Les bottes qui écrasèrent d’abord l’échine des travailleurs allemands se firent bientôt entendre en Espagne, en Autriche, en Tchécoslovaquie. Même en augmentant brutalement le taux d’exploitation de la classe ouvrière allemande, l’impérialisme hitlérien ne put sortir de la grave crise qu’il traversait qu’en se lançant à corps perdu dans l’économie de réarmement et de guerre. La marche vers la Seconde guerre mondiale, que seule une révolution socialiste victorieuse aurait pu arrêter, devint irréversible après la défaite de la révolution espagnole. Le 1er septembre 1939 fut le résultat logique du 30 janvier 1933.

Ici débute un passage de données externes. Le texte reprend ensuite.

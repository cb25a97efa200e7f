//! Read-only render view of scene entities
//!
//! The simulation never draws anything itself. Each frame the driver hands the
//! live entities to a [`RenderSink`] as [`Appearance`] values: copies of the
//! state a renderer needs, so a sink cannot reach back into the scene.

use crate::core_types::Vec3;
use crate::particles::EntityKind;
use nalgebra::Matrix4;
use serde::{Deserialize, Serialize};

/// Render attributes of one entity at the end of a frame
#[derive(Debug, Clone, Copy, PartialEq, Serialize, Deserialize)]
pub struct Appearance {
    /// Which kind of entity this is
    pub kind: EntityKind,
    /// World-space position
    pub position: Vec3,
    /// Current velocity (available for orientation; unused by the built-in sinks)
    pub velocity: Vec3,
    /// Non-uniform scale of the mesh
    pub scale: Vec3,
    /// RGB color in 0-1
    pub color: Vec3,
}

impl Appearance {
    /// Model matrix placing a unit mesh at this entity: translate, then scale
    ///
    /// ```
    /// use splash_sim_core::render::Appearance;
    /// use splash_sim_core::{EntityKind, Vec3};
    ///
    /// let look = Appearance {
    ///     kind: EntityKind::WaterDrop,
    ///     position: Vec3::new(1.0, 2.0, 3.0),
    ///     velocity: Vec3::zeros(),
    ///     scale: Vec3::new(0.5, 0.5, 0.1),
    ///     color: Vec3::new(0.0, 0.5, 0.8),
    /// };
    /// let p = look.model_matrix().transform_point(&nalgebra::Point3::new(2.0, 2.0, 10.0));
    /// assert!((p - nalgebra::Point3::new(2.0, 3.0, 4.0)).norm() < 1e-6);
    /// ```
    pub fn model_matrix(&self) -> Matrix4<f32> {
        Matrix4::new_translation(&self.position) * Matrix4::new_nonuniform_scaling(&self.scale)
    }
}

/// Receiver for the per-frame render pass
pub trait RenderSink {
    /// Called once per live entity, in scene order
    fn draw(&mut self, appearance: &Appearance);
}

/// Collects every drawn appearance
impl RenderSink for Vec<Appearance> {
    fn draw(&mut self, appearance: &Appearance) {
        self.push(*appearance);
    }
}

/// Sink that discards everything, for headless stepping
#[derive(Debug, Default, Clone, Copy)]
pub struct NullSink;

impl RenderSink for NullSink {
    fn draw(&mut self, _appearance: &Appearance) {}
}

Le fascisme, enfant légitime du capitalisme

La barbarie fasciste, dont toute la génération qui a vécu les années ’30 et ’40 se souviendra à tout jamais, n’a rien de spécifiquement allemand ni rien de spécifiquement européen. Elle est le produit d’une société et d’un régime spécifiques.

Le capitalisme des monopoles a mis la puissance armée de l’Etat au service du profit des grandes entreprises. La concurrence sur les marchés s’articulait dorénavant par la voix des cannons, des blindés, des bombardiers. Le culte de la violence, de la guerre, du nationalisme, de « l’égoïsme sacré » ramenait vers la surface des consciences, des réflexes barbares que des siècles de civilisation étaient sensés avoir refoulés.

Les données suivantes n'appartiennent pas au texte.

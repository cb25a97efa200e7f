//! Scene entities
//!
//! Every simulated object implements [`Entity`]: a per-step `update` that
//! reports whether the entity survives, a capability query telling the splash
//! trigger whether the entity is liquid (and where), and a read-only
//! [`Appearance`] for rendering.
//!
//! Entities never hold references to each other. The only way an entity can
//! affect the rest of the scene is by spawning through the [`StepContext`] it
//! receives during `update`; those spawns are buffered and join the live set
//! after the current pass.

pub mod splash;
pub mod water_drop;

pub use splash::SplashParticle;
pub use water_drop::WaterDrop;

use crate::config::SceneConfig;
use crate::core_types::Vec3;
use crate::render::Appearance;
use rand::rngs::StdRng;
use serde::{Deserialize, Serialize};
use std::fmt;

/// Concrete kind of a scene entity
#[derive(Debug, Clone, Copy, PartialEq, Eq, Hash, Serialize, Deserialize)]
pub enum EntityKind {
    /// Falling drop, removed at the floor
    WaterDrop,
    /// Short-lived corona particle
    SplashParticle,
}

impl fmt::Display for EntityKind {
    fn fmt(&self, f: &mut fmt::Formatter<'_>) -> fmt::Result {
        match self {
            EntityKind::WaterDrop => write!(f, "water drop"),
            EntityKind::SplashParticle => write!(f, "splash particle"),
        }
    }
}

/// A simulated object owned by the scene
pub trait Entity: fmt::Debug {
    /// Advance the entity by `dt` seconds
    ///
    /// Returns `false` when the entity is dead and must be removed. New
    /// entities may be requested through `ctx`; they are not updated until
    /// the next step.
    fn update(&mut self, dt: f32, ctx: &mut StepContext<'_>) -> bool;

    /// Position of the entity if it is liquid, `None` otherwise
    ///
    /// Liquid entities are the sources the splash trigger spawns from.
    fn liquid_info(&self) -> Option<Vec3>;

    /// Render attributes at the current state
    fn appearance(&self) -> Appearance;

    /// Concrete kind of this entity
    fn kind(&self) -> EntityKind {
        self.appearance().kind
    }
}

/// Borrowed scene state handed to entities during one update pass
///
/// Gives access to the configuration and the scene's random generator, and
/// collects spawn requests in a side buffer the scene merges once the pass is
/// complete.
pub struct StepContext<'a> {
    config: &'a SceneConfig,
    rng: &'a mut StdRng,
    spawned: &'a mut Vec<Box<dyn Entity>>,
}

impl<'a> StepContext<'a> {
    /// Create a context over the given config, generator and spawn buffer
    pub fn new(
        config: &'a SceneConfig,
        rng: &'a mut StdRng,
        spawned: &'a mut Vec<Box<dyn Entity>>,
    ) -> Self {
        Self {
            config,
            rng,
            spawned,
        }
    }

    /// Scene configuration
    pub fn config(&self) -> &'a SceneConfig {
        self.config
    }

    /// Scene random generator
    pub fn rng(&mut self) -> &mut StdRng {
        self.rng
    }

    /// Request a new entity; it joins the scene after the current pass
    pub fn spawn<E: Entity + 'static>(&mut self, entity: E) {
        self.spawned.push(Box::new(entity));
    }

    /// Number of spawn requests buffered so far
    pub fn spawned_len(&self) -> usize {
        self.spawned.len()
    }
}

impl fmt::Debug for StepContext<'_> {
    fn fmt(&self, f: &mut fmt::Formatter<'_>) -> fmt::Result {
        f.debug_struct("StepContext")
            .field("spawned", &self.spawned.len())
            .finish_non_exhaustive()
    }
}
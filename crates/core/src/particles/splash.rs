//! Splash ("corona") particles
//!
//! Spawned by the splash trigger at the position of each live water drop.
//! A splash particle lives for a fixed time, drifts with damped velocity, and
//! is pushed around by a random acceleration that is re-drawn every step.

use crate::config::SceneConfig;
use crate::core_types::sampling::{scale_vec3, splash_acceleration, uniform_vec3};
use crate::core_types::{is_advancing, Seconds, Vec3};
use crate::particles::{Entity, EntityKind, StepContext};
use crate::render::Appearance;
use rand::Rng;
use serde::{Deserialize, Serialize};

/// RGB color of every splash particle
pub const SPLASH_COLOR: [f32; 3] = [0.25, 1.0, 0.25];

/// Short-lived particle thrown off by a splash
#[derive(Debug, Clone, Serialize, Deserialize)]
pub struct SplashParticle {
    position: Vec3,
    velocity: Vec3,
    scale: Vec3,
    color: Vec3,
    time_to_live: Seconds,
}

impl SplashParticle {
    /// Create a splash particle that expires after `time_to_live`
    pub fn new(position: Vec3, velocity: Vec3, scale: Vec3, time_to_live: Seconds) -> Self {
        SplashParticle {
            position,
            velocity,
            scale,
            color: Vec3::from(SPLASH_COLOR),
            time_to_live,
        }
    }

    /// Create a splash particle at `position` with sampled launch velocity and size
    ///
    /// # Panics
    ///
    /// Panics if the configured time-to-live is negative.
    pub fn sampled<R: Rng + ?Sized>(position: Vec3, config: &SceneConfig, rng: &mut R) -> Self {
        let velocity = uniform_vec3(rng, &config.splash_velocity);
        let scale = scale_vec3(rng, &config.splash_scale);
        SplashParticle::new(
            position,
            velocity,
            scale,
            Seconds::new(config.splash_time_to_live),
        )
    }

    /// Current position
    pub fn position(&self) -> Vec3 {
        self.position
    }

    /// Current velocity
    pub fn velocity(&self) -> Vec3 {
        self.velocity
    }

    /// Visual scale
    pub fn scale(&self) -> Vec3 {
        self.scale
    }

    /// Remaining lifetime in seconds; zero means expired
    pub fn time_to_live(&self) -> f32 {
        self.time_to_live.value()
    }
}

impl Entity for SplashParticle {
    fn update(&mut self, dt: f32, ctx: &mut StepContext<'_>) -> bool {
        let advancing = is_advancing(dt);
        if advancing {
            self.time_to_live = self.time_to_live - Seconds::new(dt);
        }
        if self.time_to_live <= Seconds::ZERO {
            return false;
        }
        if !advancing {
            return true;
        }

        let config = ctx.config();
        self.position += self.velocity * (dt * config.splash_damping);
        let accel = splash_acceleration(ctx.rng(), &config.splash_acceleration);
        self.velocity += accel * dt;

        true
    }

    fn liquid_info(&self) -> Option<Vec3> {
        None
    }

    fn appearance(&self) -> Appearance {
        Appearance {
            kind: EntityKind::SplashParticle,
            position: self.position,
            velocity: self.velocity,
            scale: self.scale,
            color: self.color,
        }
    }
}
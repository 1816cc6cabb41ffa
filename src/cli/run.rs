use anyhow::bail;
use clap::Args;
use command_plugin::message::LogLevel;
use tracing::{error, info};

use super::CliContext;
use chainops::app::App;
use chainops::config::RuntimeConfig;
use chainops::logger::init_tracing;

#[derive(Args, Debug)]
pub struct RunArgs {
    /// Log level (error, warn, info, debug, trace); RUST_LOG wins when set
    #[arg(long, default_value = "info")]
    pub log_level: LogLevel,
}

impl RunArgs {
    pub fn default_runtime() -> Self {
        Self { log_level: LogLevel::Info }
    }
}

pub async fn execute(args: RunArgs, context: CliContext) -> anyhow::Result<()> {
    let root = context.root;
    if !root.exists() {
        bail!(
            "Root directory `{}` does not exist. Please run `chainops init -r <your-dir>` first.",
            root.display()
        );
    }
    init_tracing(&root, args.log_level)?;
    info!("chainops host starting up");

    let runtime = RuntimeConfig::load(&root, &context.config_manager).await?;
    let app = match App::bootstrap(runtime, context.config_manager, args.log_level).await {
        Ok(app) => app,
        Err(e) => {
            error!("Failed to bootstrap chainops host: {e:#}");
            return Err(e);
        }
    };

    println!("chainops listening on http://{} and ws://{}", app.http_addr(), app.ws_addr());
    println!("Press Ctrl-C to exit");
    tokio::signal::ctrl_c().await?;

    println!("\nShutting down…");
    app.shutdown().await;
    println!("Goodbye!");
    Ok(())
}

On commença par massacrer des Africains, des Indiens, des Arabes. On justifiait ces massacres en affirmant qu’il s’agissait de sauvages et de « sous-hommes ». Puis on découvrit de nouveaux « sous-hommes » en Europe, cette fois-ci : les Juifs, les Polonais, les Russes, les Slaves en général. La haine de la bourgeoisie occidentale à l’égard de Hitler est une haine-amour hypocrite. Elle lui reproche alors simplement de pratiquer en Europe – devenue champ de conquête impérialiste du capital – ce qu’elle avait pratiqué elle-même depuis longtemps sur d’autres continents.

Le fascisme est l’enfant légitime du capitalisme non seulement dans la mesure où il est inconcevable sans l’impérialisme, la guerre impérialiste, le nationalisme impérialiste, purs produits de la société bourgeoise. Il l’est encore dans un sens plus précis. C’est le grand capital qui a financé le parti nazi à partir d’un certain point de son essort. C’est le grand capital qui a froidement décidé de transmettre le pouvoir aux nazis. On connaît les étapes de cette décision, les personnes qui y étaient impliqués, les raisons conjoncturelles qui les ont poussés dans cette voie.

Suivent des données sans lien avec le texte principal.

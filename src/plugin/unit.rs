//! Isolation units and the leases that keep them alive while in use.
//!
//! A unit is closed before its names leave the registry, so no new lease can be
//! taken once unloading has begun. Unloading then waits for the outstanding
//! leases to be released before the plugin process is terminated.

use std::sync::Arc;
use std::sync::atomic::{AtomicBool, AtomicUsize, Ordering};

use tokio::sync::Notify;
use tracing::debug;
use uuid::Uuid;

use super::remote::PluginProcess;

pub struct IsolationUnit {
    id: Uuid,
    plugin: String,
    in_flight: AtomicUsize,
    closing: AtomicBool,
    drained: Notify,
    process: Option<Arc<PluginProcess>>,
}

impl IsolationUnit {
    /// A unit backed by a plugin process.
    pub fn remote(id: Uuid, plugin: impl Into<String>, process: Arc<PluginProcess>) -> Arc<Self> {
        Arc::new(Self::with_process(id, plugin.into(), Some(process)))
    }

    /// A unit for a capability living inside the host.
    pub fn in_process(plugin: impl Into<String>) -> Arc<Self> {
        Arc::new(Self::with_process(Uuid::new_v4(), plugin.into(), None))
    }

    fn with_process(id: Uuid, plugin: String, process: Option<Arc<PluginProcess>>) -> Self {
        Self {
            id,
            plugin,
            in_flight: AtomicUsize::new(0),
            closing: AtomicBool::new(false),
            drained: Notify::new(),
            process,
        }
    }

    pub fn id(&self) -> Uuid {
        self.id
    }

    pub fn plugin(&self) -> &str {
        &self.plugin
    }

    pub fn in_flight(&self) -> usize {
        self.in_flight.load(Ordering::SeqCst)
    }

    pub fn is_closing(&self) -> bool {
        self.closing.load(Ordering::SeqCst)
    }

    /// Takes a lease, or `None` once the unit is closing.
    pub fn enter(self: &Arc<Self>) -> Option<UnitLease> {
        self.in_flight.fetch_add(1, Ordering::SeqCst);
        if self.closing.load(Ordering::SeqCst) {
            self.release();
            return None;
        }
        Some(UnitLease { unit: Arc::clone(self) })
    }

    pub fn close(&self) {
        self.closing.store(true, Ordering::SeqCst);
    }

    fn release(&self) {
        if self.in_flight.fetch_sub(1, Ordering::SeqCst) == 1 {
            self.drained.notify_waiters();
        }
    }

    /// Resolves once no lease is outstanding.
    pub async fn drain(&self) {
        loop {
            let notified = self.drained.notified();
            tokio::pin!(notified);
            notified.as_mut().enable();
            if self.in_flight.load(Ordering::SeqCst) == 0 {
                return;
            }
            debug!(unit = %self.id, in_flight = self.in_flight(), "waiting for in-flight calls to drain");
            notified.await;
        }
    }

    /// Closes the unit, waits for it to drain and stops its process.
    pub async fn terminate(&self) {
        self.close();
        self.drain().await;
        if let Some(process) = &self.process {
            process.shutdown().await;
        }
    }
}

impl std::fmt::Debug for IsolationUnit {
    fn fmt(&self, f: &mut std::fmt::Formatter<'_>) -> std::fmt::Result {
        f.debug_struct("IsolationUnit")
            .field("id", &self.id)
            .field("plugin", &self.plugin)
            .field("in_flight", &self.in_flight())
            .field("closing", &self.is_closing())
            .finish()
    }
}

/// Keeps a unit from finishing its unload while held.
pub struct UnitLease {
    unit: Arc<IsolationUnit>,
}

impl UnitLease {
    pub fn unit_id(&self) -> Uuid {
        self.unit.id
    }
}

impl Drop for UnitLease {
    fn drop(&mut self) {
        self.unit.release();
    }
}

Certes, le fascisme n’est pas la forme d’Etat préférée de la bourgeoisie. Elle préfère des gouvernements avec des paravents démocratiques qui trompent plus facilement les travailleurs, permettent d’amortir par des réformes les explosions sociales et surtout, associent les représentants directs du grand capital à l’exercice quotidien du pouvoir.

Mais ce régime de démocratie parlementaire perd de ses fondements lorsque la société capitaliste est secouée par des crises économiques très profondes. Dès lors que toute possibilité d’accorder des réformes ou des concessions aux travailleurs disparaît et que la bourgeoisie ne peut trouver une issue, même à court terme, à la crise qu’en réduisant brutalement la part des salaires dans le revenu national, la démocratie bourgeoise devient un luxe superflu pour le régime. L’heure de la dictature sans masque a sonné.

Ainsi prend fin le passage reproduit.